*Data entries*:
=-=-=

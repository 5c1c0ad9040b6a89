//! Version strings, content-addressed commit IDs and structural canvas diffs.

use std::cmp::Ordering;
use std::collections::BTreeMap;
use std::fmt;
use std::str::FromStr;

use serde::Serialize;
use serde_json::Value;
use sha2::{Digest, Sha256};

use crate::canvas::Canvas;
use crate::error::FlowError;

/// A published version tag, `v<major>.<minor>.<patch>`.
#[derive(Debug, Clone, Copy, PartialEq, Eq, PartialOrd, Ord, Hash)]
pub struct Version {
    pub major: u64,
    pub minor: u64,
    pub patch: u64,
}

impl FromStr for Version {
    type Err = FlowError;

    fn from_str(s: &str) -> Result<Self, Self::Err> {
        let invalid = || FlowError::InvalidParam(format!("invalid version '{}', expected vX.Y.Z", s));
        let body = s.strip_prefix('v').ok_or_else(invalid)?;
        let mut parts = body.split('.').map(|p| p.parse::<u64>().map_err(|_| invalid()));
        let version = Version {
            major: parts.next().ok_or_else(invalid)??,
            minor: parts.next().ok_or_else(invalid)??,
            patch: parts.next().ok_or_else(invalid)??,
        };
        if parts.next().is_some() {
            return Err(invalid());
        }
        Ok(version)
    }
}

impl fmt::Display for Version {
    fn fmt(&self, f: &mut fmt::Formatter<'_>) -> fmt::Result {
        write!(f, "v{}.{}.{}", self.major, self.minor, self.patch)
    }
}

/// Check that `next` parses and is strictly newer than `latest`.
pub fn check_next_version(latest: Option<&str>, next: &str) -> Result<Version, FlowError> {
    let next_version: Version = next.parse()?;
    if let Some(latest) = latest {
        let latest_version: Version = latest.parse()?;
        if next_version.cmp(&latest_version) != Ordering::Greater {
            return Err(FlowError::InvalidParam(format!(
                "version {} must be greater than the latest published {}",
                next, latest
            )));
        }
    }
    Ok(next_version)
}

/// Hex SHA-256 of the canvas's canonical JSON.
pub fn commit_id(canvas: &Canvas) -> String {
    let bytes = serde_json::to_vec(canvas).unwrap_or_default();
    hex::encode(Sha256::digest(&bytes))
}

/// Node-level differences between two canvases, ignoring layout.
#[derive(Debug, Clone, Default, PartialEq, Eq, Serialize)]
pub struct CanvasDiff {
    pub added: Vec<String>,
    pub removed: Vec<String>,
    pub changed: Vec<String>,
    pub edges_changed: bool,
}

impl CanvasDiff {
    pub fn is_empty(&self) -> bool {
        self.added.is_empty()
            && self.removed.is_empty()
            && self.changed.is_empty()
            && !self.edges_changed
    }
}

fn nodes_by_id(canvas: &Value) -> BTreeMap<String, Value> {
    fn walk(nodes: &Value, out: &mut BTreeMap<String, Value>) {
        for node in nodes.as_array().into_iter().flatten() {
            let Some(id) = node.get("id").and_then(Value::as_str) else {
                continue;
            };
            let mut own = node.clone();
            if let Value::Object(map) = &mut own {
                map.remove("blocks");
            }
            out.insert(id.to_string(), own);
            if let Some(blocks) = node.get("blocks") {
                walk(blocks, out);
            }
        }
    }
    let mut out = BTreeMap::new();
    walk(&canvas["nodes"], &mut out);
    out
}

fn all_edges(canvas: &Value) -> Vec<Value> {
    fn walk(v: &Value, out: &mut Vec<Value>) {
        if let Some(edges) = v.get("edges").and_then(Value::as_array) {
            out.extend(edges.iter().cloned());
        }
        for node in v.get("nodes").or_else(|| v.get("blocks")).and_then(Value::as_array).into_iter().flatten() {
            walk(node, out);
        }
    }
    let mut out = Vec::new();
    walk(canvas, &mut out);
    out.sort_by_key(|e| e.to_string());
    out
}

/// Structural diff from `base` to `draft`.
pub fn diff(base: &Canvas, draft: &Canvas) -> CanvasDiff {
    let (a, b) = (base.structural_value(), draft.structural_value());
    let (before, after) = (nodes_by_id(&a), nodes_by_id(&b));

    let mut d = CanvasDiff {
        edges_changed: all_edges(&a) != all_edges(&b),
        ..Default::default()
    };
    for (id, node) in &after {
        match before.get(id) {
            None => d.added.push(id.clone()),
            Some(old) if old != node => d.changed.push(id.clone()),
            Some(_) => {}
        }
    }
    d.removed = before.keys().filter(|id| !after.contains_key(*id)).cloned().collect();
    d
}

#[cfg(test)]
mod tests {
    use super::*;
    use serde_json::json;

    fn canvas(v: Value) -> Canvas {
        serde_json::from_value(v).unwrap()
    }

    #[test]
    fn versions_must_increase() {
        assert!(check_next_version(None, "v0.0.1").is_ok());
        assert!(check_next_version(Some("v0.0.1"), "v0.1.0").is_ok());
        assert!(check_next_version(Some("v0.1.0"), "v0.0.9").is_err());
        assert!(check_next_version(Some("v0.1.0"), "v0.1.0").is_err());
        assert!("1.0.0".parse::<Version>().is_err());
        assert!("v1.0".parse::<Version>().is_err());
        assert_eq!("v1.2.3".parse::<Version>().unwrap().to_string(), "v1.2.3");
    }

    #[test]
    fn layout_moves_are_not_changes() {
        let base = canvas(json!({"nodes": [
            {"id": "s", "type": "start", "meta": {"title": "Start", "position": {"x": 0, "y": 0}}},
            {"id": "e", "type": "end"}
        ], "edges": [{"sourceNodeID": "s", "targetNodeID": "e"}]}));
        let moved = canvas(json!({"nodes": [
            {"id": "s", "type": "start", "meta": {"title": "Start", "position": {"x": 90, "y": 10}}},
            {"id": "e", "type": "end"}
        ], "edges": [{"sourceNodeID": "s", "targetNodeID": "e"}]}));
        assert!(diff(&base, &moved).is_empty());
        assert_ne!(commit_id(&base), commit_id(&moved));

        let renamed = canvas(json!({"nodes": [
            {"id": "s", "type": "start", "meta": {"title": "Begin"}},
            {"id": "m", "type": "message"},
            {"id": "e", "type": "end"}
        ], "edges": [{"sourceNodeID": "s", "targetNodeID": "e"}]}));
        let d = diff(&base, &renamed);
        assert_eq!(d.changed, vec!["s".to_string()]);
        assert_eq!(d.added, vec!["m".to_string()]);
        assert!(!d.edges_changed);
    }
}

=-=-=

*Exercise instructions*: From the records above, copy only the lines starting with the line that holds "use std::str::FromStr;" and going on through the line that holds "pub fn is_empty(&self)", exactly as written.

*Task solution*:
use std::str::FromStr;

use serde::Serialize;
use serde_json::Value;
use sha2::{Digest, Sha256};

use crate::canvas::Canvas;
use crate::error::FlowError;

/// A published version tag, `v<major>.<minor>.<patch>`.
#[derive(Debug, Clone, Copy, PartialEq, Eq, PartialOrd, Ord, Hash)]
pub struct Version {
    pub major: u64,
    pub minor: u64,
    pub patch: u64,
}

impl FromStr for Version {
    type Err = FlowError;

    fn from_str(s: &str) -> Result<Self, Self::Err> {
        let invalid = || FlowError::InvalidParam(format!("invalid version '{}', expected vX.Y.Z", s));
        let body = s.strip_prefix('v').ok_or_else(invalid)?;
        let mut parts = body.split('.').map(|p| p.parse::<u64>().map_err(|_| invalid()));
        let version = Version {
            major: parts.next().ok_or_else(invalid)??,
            minor: parts.next().ok_or_else(invalid)??,
            patch: parts.next().ok_or_else(invalid)??,
        };
        if parts.next().is_some() {
            return Err(invalid());
        }
        Ok(version)
    }
}

impl fmt::Display for Version {
    fn fmt(&self, f: &mut fmt::Formatter<'_>) -> fmt::Result {
        write!(f, "v{}.{}.{}", self.major, self.minor, self.patch)
    }
}

/// Check that `next` parses and is strictly newer than `latest`.
pub fn check_next_version(latest: Option<&str>, next: &str) -> Result<Version, FlowError> {
    let next_version: Version = next.parse()?;
    if let Some(latest) = latest {
        let latest_version: Version = latest.parse()?;
        if next_version.cmp(&latest_version) != Ordering::Greater {
            return Err(FlowError::InvalidParam(format!(
                "version {} must be greater than the latest published {}",
                next, latest
            )));
        }
    }
    Ok(next_version)
}

/// Hex SHA-256 of the canvas's canonical JSON.
pub fn commit_id(canvas: &Canvas) -> String {
    let bytes = serde_json::to_vec(canvas).unwrap_or_default();
    hex::encode(Sha256::digest(&bytes))
}

/// Node-level differences between two canvases, ignoring layout.
#[derive(Debug, Clone, Default, PartialEq, Eq, Serialize)]
pub struct CanvasDiff {
    pub added: Vec<String>,
    pub removed: Vec<String>,
    pub changed: Vec<String>,
    pub edges_changed: bool,
}

impl CanvasDiff {
    pub fn is_empty(&self) -> bool {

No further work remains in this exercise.